When President Donald Trump returns to New York City for the first time since his inauguration on Thursday, he will go to the Intrepid Sea, Air & Space Museum.
The museum, a decommissioned aircraft carrier, is one of those great city tourist attractions New Yorkers visit once to let their kids check out the landing simulator. Maybe you return when Uncle Tim is visiting from out of town with pre-purchased tickets.
But Trump appears to have been a regular visitor, at least according to media accounts. His upcoming visit, accompanied by the Australian prime minister, will ceremoniously commemorate the 75th anniversary of a WWII battle. Much has changed since Trump’s previous trips.
Getting in the newspaper
The New York tabloids chronicled him at multiple Intrepid society functions, where “The Donald” mixed with titans of business and politics. He was at the wedding of former Republican Lt. Gov. Betsy McCaughey and then-Democratic financier Wilbur Ross. “Donald Trump was there with his Marla, who was a stunner in a short and snug red suit,” reported the Daily News in 1995. The reception was at the Intrepid. Marla Maples is now his ex-wife, but Ross is Trump’s commerce secretary.
More recently, Trump’s son Barron held his fourth and fifth birthdays at the Intrepid in 2010 and 2011. According to People Magazine in 2011, “Joined by 25 friends from school and family, Barron toured the ship and ate chicken nuggets and pizza (which dad Donald Trump also enjoyed)!” According to the Intrepid’s website, the swankiest birthday packages starts at $1800.
It was a pilot-themed birthday, and perhaps the apple doesn’t fall far from the tree. On Tuesday, in a bizarre speech to the United States Air Force football team, Trump the president said in part, “I love the Air Force. I love those planes. I love buying those planes at a reduced price.”
Back in 2010, Trump rewarded Barron with a cake modeled after the mogul’s new 757. It was a complicated cake, its creator Elena Shumskaya told me on Wednesday — the airplane was flying through clouds, the clouds were hanging as if in the air, rain was coming out of the clouds onto hills on the ground. The rain and hills were made of sugar.
Shumskaya says she made multiple cakes for the Trumps, starting with one for the opening of the Trump National Golf Club at Bedminster. That’s where her storefront was at the time. It’s also where the presidential entourage is reported to be heading after the Intrepid event, not even a night in NYC.
In October 2012, Trump was back at the Intrepid. Republican presidential candidate Mitt Romney was in the midst of a late fundraising push ahead of Election Day, and the effort included a dinner aboard the aircraft carrier. Trump was a headliner along with current associates Rep. Paul Ryan, Reince Priebus, and Rudy Giuliani. They helped round up the big bucks for Romney, though it wasn’t enough to get him to the Oval Office. And Trump’s contribution apparently wasn’t enough to win over Romney, who spent a few months of 2016 as a leader of the Never Trump movement.
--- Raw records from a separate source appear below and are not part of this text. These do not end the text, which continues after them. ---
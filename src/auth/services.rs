use lazy_static::lazy_static;
use regex::Regex;
use tracing::{info, instrument, warn};

use super::dto::{PublicUser, Session};
use super::jwt::JwtKeys;
use super::password::{hash_password_blocking, verify_dummy_blocking, verify_password_blocking};
use crate::error::AppError;
use crate::store::CredentialStore;

pub const MIN_PASSWORD_LEN: usize = 6;

pub(crate) fn is_valid_email(email: &str) -> bool {
    lazy_static! {
        static ref EMAIL_RE: Regex = Regex::new(r"^[^@\s]+@[^@\s]+\.[^@\s]+$").unwrap();
    }
    EMAIL_RE.is_match(email)
}

fn validate_email(email: &str) -> Result<(), AppError> {
    if !is_valid_email(email) {
        return Err(AppError::validation("email", "must be a valid email address"));
    }
    Ok(())
}

fn issue_session(keys: &JwtKeys, id: i64, email: String) -> Result<Session, AppError> {
    let token = keys.issue(id, &email).map_err(anyhow::Error::new)?;
    Ok(Session {
        token,
        user: PublicUser { id, email },
    })
}

/// Creates the account and logs it in.
#[instrument(skip(store, keys, password))]
pub async fn register(
    store: &dyn CredentialStore,
    keys: &JwtKeys,
    email: &str,
    password: &str,
) -> Result<Session, AppError> {
    let email = email.trim();
    validate_email(email)?;
    if password.chars().count() < MIN_PASSWORD_LEN {
        warn!("password too short");
        return Err(AppError::validation(
            "password",
            format!("must be at least {MIN_PASSWORD_LEN} characters"),
        ));
    }

    if store.exists_by_email(email).await? {
        warn!("email already registered");
        return Err(AppError::Conflict);
    }

    let hash = hash_password_blocking(password.to_string()).await?;
    // A concurrent register for the same email surfaces here as Conflict.
    let user = store.insert_user(email, &hash).await?;

    info!(user_id = user.id, "user registered");
    issue_session(keys, user.id, user.email)
}

/// Unknown email and wrong password produce the same error.
#[instrument(skip(store, keys, password))]
pub async fn login(
    store: &dyn CredentialStore,
    keys: &JwtKeys,
    email: &str,
    password: &str,
) -> Result<Session, AppError> {
    let email = email.trim();
    validate_email(email)?;

    let Some(user) = store.find_user_by_email(email).await? else {
        verify_dummy_blocking(password.to_string()).await;
        warn!("login unknown email");
        return Err(AppError::InvalidCredentials);
    };

    let ok = verify_password_blocking(password.to_string(), user.password_hash.clone()).await?;
    if !ok {
        warn!(user_id = user.id, "login invalid password");
        return Err(AppError::InvalidCredentials);
    }

    info!(user_id = user.id, "user logged in");
    issue_session(keys, user.id, user.email)
}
From showman to would-be statesman
Yet that didn’t exactly slow Trump down, for there he was in the hot seat at the Intrepid once again in October at NBC’s Commander-in-Chief Forum, hosted by “Today Show” anchor Matt Lauer.
“In just a couple of short months, Americans are going to vote in a critical election,” Lauer led off before his separate questioning of each candidate. “Hillary Clinton and Donald Trump are vying not only to become president of the United States, but one of them will become the leader of the most potent military force the world has ever seen.”
Lauer went on to grill Clinton on emails and policy, and then came Trump’s turn.
“I was totally against the war in Iraq,” Trump said inaccurately to Lauer, who didn’t contradict him. Critics said Lauer treated Trump with kid gloves, though to be fair the anchor asked some hard questions and wasn’t all that different from other interviewers of Trump. Interlocutors had treated Trump like a society person rather than a serious candidate for much of the presidential primaries. Because he was, basically, a society person. No longer.
So Trump is coming home alright, to a town where he has deep roots in the local institutions of high society, business and journalism. He returns to a town that facilitated his rise, like it or not. He is coming home ever-so-briefly to use New York and the Intrepid as a prop once again. Then on to the next.